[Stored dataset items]
──────
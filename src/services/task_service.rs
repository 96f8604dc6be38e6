use std::sync::Arc;

use tracing::{info, warn};

use crate::cache::{Read, TaskCache};
use crate::error::AppError;
use crate::gateway::TaskGateway;
use crate::models::{NewTask, Task, TaskPatch, TaskQuery};
use crate::session::SessionStore;

/// Task operations for the signed-in user: reads go through the cache,
/// mutations go to the service and then invalidate the cache.
#[derive(Clone)]
pub struct TaskService {
    gateway: Arc<dyn TaskGateway>,
    cache: TaskCache,
    session: SessionStore,
}

impl TaskService {
    pub fn new(gateway: Arc<dyn TaskGateway>, cache: TaskCache, session: SessionStore) -> Self {
        Self {
            gateway,
            cache,
            session,
        }
    }

    pub fn cache(&self) -> &TaskCache {
        &self.cache
    }

    /// Non-blocking read: served from cache when populated, otherwise a
    /// pending fetch (shared with any other reader of the same filter).
    pub fn list(&self, query: TaskQuery) -> Read<Vec<Task>> {
        self.scope_cache();
        let gateway = Arc::clone(&self.gateway);
        let credential = self.session.credential();
        self.cache.read_list(query, move || async move {
            gateway.list_tasks(credential.as_ref(), &query).await
        })
    }

    /// Refetches the list for `query` regardless of its cache state.
    pub fn refresh(&self, query: TaskQuery) -> Read<Vec<Task>> {
        self.scope_cache();
        let gateway = Arc::clone(&self.gateway);
        let credential = self.session.credential();
        self.cache.refresh_list(query, move || async move {
            gateway.list_tasks(credential.as_ref(), &query).await
        })
    }

    pub fn task(&self, id: &str) -> Read<Task> {
        self.scope_cache();
        let gateway = Arc::clone(&self.gateway);
        let credential = self.session.credential();
        let task_id = id.to_string();
        self.cache.read_task(id, move || async move {
            gateway.get_task(credential.as_ref(), &task_id).await
        })
    }

    pub async fn list_tasks(&self, query: TaskQuery) -> Result<Arc<Vec<Task>>, AppError> {
        let read = self.list(query);
        self.resolve(read).await
    }

    pub async fn get_task(&self, id: &str) -> Result<Arc<Task>, AppError> {
        let read = self.task(id);
        self.resolve(read).await
    }

    /// Awaits a read, re-checking the session if the service refused the
    /// credential.
    pub async fn resolve<V>(&self, read: Read<V>) -> Result<Arc<V>, AppError> {
        let result = read.resolve().await;
        self.observe(result).await
    }

    /// Creates a task. Never re-sent automatically; on a transport failure
    /// the caller decides whether to try again.
    pub async fn create_task(&self, task: NewTask) -> Result<Task, AppError> {
        task.validate()?;
        self.scope_cache();
        let credential = self.session.credential();
        let result = self.gateway.create_task(credential.as_ref(), &task).await;
        match &result {
            Ok(created) => {
                self.cache.invalidate_after_mutation(&created.id);
                info!(id = %created.id, "task created");
            }
            Err(e) if e.is_transient() => {
                // The service may have applied it anyway.
                self.cache.invalidate_lists();
            }
            Err(_) => {}
        }
        self.observe(result).await
    }

    pub async fn update_task(&self, id: &str, patch: TaskPatch) -> Result<Task, AppError> {
        patch.validate()?;
        self.scope_cache();
        let credential = self.session.credential();
        let result = self.gateway.update_task(credential.as_ref(), id, &patch).await;
        self.settle_mutation(id, &result);
        if result.is_ok() {
            info!(id, "task updated");
        }
        self.observe(result).await
    }

    pub async fn delete_task(&self, id: &str) -> Result<(), AppError> {
        self.scope_cache();
        let credential = self.session.credential();
        let result = self.gateway.delete_task(credential.as_ref(), id).await;
        self.settle_mutation(id, &result);
        if result.is_ok() {
            info!(id, "task deleted");
        }
        self.observe(result).await
    }

    /// Invalidates for a mutation whose outcome is known or unknowable.
    /// Not-found also invalidates, since the cached task is evidently gone.
    fn settle_mutation<T>(&self, id: &str, result: &Result<T, AppError>) {
        match result {
            Ok(_) | Err(AppError::NotFound) => self.cache.invalidate_after_mutation(id),
            Err(e) if e.is_transient() => self.cache.invalidate_after_mutation(id),
            Err(_) => {}
        }
    }

    fn scope_cache(&self) {
        let user = self.session.snapshot().user.map(|u| u.id);
        self.cache.scope_to(user.as_deref());
    }

    async fn observe<T>(&self, result: Result<T, AppError>) -> Result<T, AppError> {
        if let Err(e) = &result {
            if e.is_auth_failure() {
                warn!("service refused the credential, re-checking session");
                self.session.check_auth().await;
            }
        }
        result
    }
}
use async_trait::async_trait;
use reqwest::{Client, RequestBuilder, Response, Url};
use serde::de::DeserializeOwned;
use tracing::{debug, warn};

use super::TaskGateway;
use super::dto::ErrorBody;
use crate::config::ClientConfig;
use crate::error::AppError;
use crate::models::{AuthResponse, Credential, LoginRequest, NewTask, RegisterRequest, Task, TaskPatch, TaskQuery};

/// Whether a request may be re-sent after a transport failure.
#[derive(Debug, Clone, Copy, PartialEq, Eq)]
enum Retry {
    Idempotent,
    Never,
}

pub struct HttpGateway {
    client: Client,
    config: ClientConfig,
}

impl HttpGateway {
    pub fn new(config: ClientConfig) -> Result<Self, AppError> {
        let client = Client::builder()
            .timeout(config.request_timeout)
            .build()
            .map_err(|e| AppError::Config(format!("Failed to build http client: {}", e)))?;
        Ok(Self { client, config })
    }

    fn task_url(&self, id: &str) -> Result<Url, AppError> {
        let mut url = self.config.endpoint("tasks")?;
        url.path_segments_mut()
            .map_err(|_| AppError::Config("task endpoint cannot carry an id".to_string()))?
            .push(id);
        Ok(url)
    }

    fn authorize(builder: RequestBuilder, credential: Option<&Credential>) -> RequestBuilder {
        match credential {
            Some(credential) => builder.header("Authorization", credential.bearer_header()),
            None => builder,
        }
    }

    /// Sends the request built by `build`, re-sending idempotent requests on
    /// transport failure up to `max_retries` times.
    async fn send<F>(&self, build: F, retry: Retry) -> Result<Response, AppError>
    where
        F: Fn() -> RequestBuilder,
    {
        self.send_counted(build, retry).await.map(|(response, _)| response)
    }

    /// Like `send`, also returning which attempt (1-based) got the response.
    async fn send_counted<F>(&self, build: F, retry: Retry) -> Result<(Response, u32), AppError>
    where
        F: Fn() -> RequestBuilder,
    {
        let attempts = match retry {
            Retry::Idempotent => self.config.max_retries + 1,
            Retry::Never => 1,
        };

        let mut last_error = AppError::Network("request was never sent".to_string());
        for attempt in 1..=attempts {
            match build().send().await {
                Ok(response) => return Ok((response, attempt)),
                Err(e) => {
                    last_error = if e.is_timeout() {
                        AppError::Timeout(self.config.request_timeout)
                    } else {
                        AppError::from(e)
                    };
                    if attempt < attempts && last_error.is_transient() {
                        warn!("transport error (attempt {}/{}): {}", attempt, attempts, last_error);
                        continue;
                    }
                    break;
                }
            }
        }
        Err(last_error)
    }

    async fn check_status(response: Response) -> Result<Response, AppError> {
        let status = response.status();
        if status.is_success() {
            return Ok(response);
        }
        let body = response.text().await.unwrap_or_default();
        debug!("service rejected request: {} {}", status, body);
        Err(AppError::from_status(status, ErrorBody::extract(&body)))
    }

    async fn read_json<T: DeserializeOwned>(response: Response) -> Result<T, AppError> {
        let response = Self::check_status(response).await?;
        let body_text = response.text().await?;
        serde_json::from_str(&body_text)
            .map_err(|e| AppError::Decode(format!("Failed to parse service response: {}", e)))
    }
}

#[async_trait]
impl TaskGateway for HttpGateway {
    async fn login(&self, req: &LoginRequest) -> Result<AuthResponse, AppError> {
        let url = self.config.endpoint("auth/login")?;
        let response = self
            .send(|| self.client.post(url.clone()).json(req), Retry::Idempotent)
            .await?;
        Self::read_json(response).await
    }

    async fn register(&self, req: &RegisterRequest) -> Result<AuthResponse, AppError> {
        let url = self.config.endpoint("auth/register")?;
        // Creates an account, so never re-sent.
        let response = self
            .send(|| self.client.post(url.clone()).json(req), Retry::Never)
            .await?;
        Self::read_json(response).await
    }

    async fn check_auth(&self, credential: &Credential) -> Result<(), AppError> {
        let url = self.config.endpoint("auth/health")?;
        let response = self
            .send(
                || Self::authorize(self.client.get(url.clone()), Some(credential)),
                Retry::Idempotent,
            )
            .await?;
        Self::check_status(response).await.map(|_| ())
    }

    async fn list_tasks(
        &self,
        credential: Option<&Credential>,
        query: &TaskQuery,
    ) -> Result<Vec<Task>, AppError> {
        let url = self.config.endpoint("tasks")?;
        let params = query.to_params();
        let response = self
            .send(
                || Self::authorize(self.client.get(url.clone()).query(&params), credential),
                Retry::Idempotent,
            )
            .await?;
        Self::read_json(response).await
    }

    async fn get_task(&self, credential: Option<&Credential>, id: &str) -> Result<Task, AppError> {
        let url = self.task_url(id)?;
        let response = self
            .send(
                || Self::authorize(self.client.get(url.clone()), credential),
                Retry::Idempotent,
            )
            .await?;
        Self::read_json(response).await
    }

    async fn create_task(&self, credential: Option<&Credential>, task: &NewTask) -> Result<Task, AppError> {
        let url = self.config.endpoint("tasks")?;
        let response = self
            .send(
                || Self::authorize(self.client.post(url.clone()).json(task), credential),
                Retry::Never,
            )
            .await?;
        Self::read_json(response).await
    }

    async fn update_task(
        &self,
        credential: Option<&Credential>,
        id: &str,
        patch: &TaskPatch,
    ) -> Result<Task, AppError> {
        let url = self.task_url(id)?;
        let response = self
            .send(
                || Self::authorize(self.client.put(url.clone()).json(patch), credential),
                Retry::Idempotent,
            )
            .await?;
        Self::read_json(response).await
    }

    async fn delete_task(&self, credential: Option<&Credential>, id: &str) -> Result<(), AppError> {
        let url = self.task_url(id)?;
        let (response, attempt) = self
            .send_counted(
                || Self::authorize(self.client.delete(url.clone()), credential),
                Retry::Idempotent,
            )
            .await?;
        match Self::check_status(response).await {
            Ok(_) => Ok(()),
            // An earlier attempt whose response was lost already removed it.
            Err(AppError::NotFound) if attempt > 1 => {
                debug!("task {} already gone on attempt {}", id, attempt);
                Ok(())
            }
            Err(e) => Err(e),
        }
    }
}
──────
**EXERCISE REQUIREMENTS**
Set down only the lines above that fall between the line holding "let read = self.task(id);" and the line holding "pub async fn resolve<V>(&self, read: Read<V>)", inclusive, keeping each exact.

**RESULT OF THIS EXERCISE**
        let read = self.task(id);
        self.resolve(read).await
    }

    /// Awaits a read, re-checking the session if the service refused the
    /// credential.
    pub async fn resolve<V>(&self, read: Read<V>) -> Result<Arc<V>, AppError> {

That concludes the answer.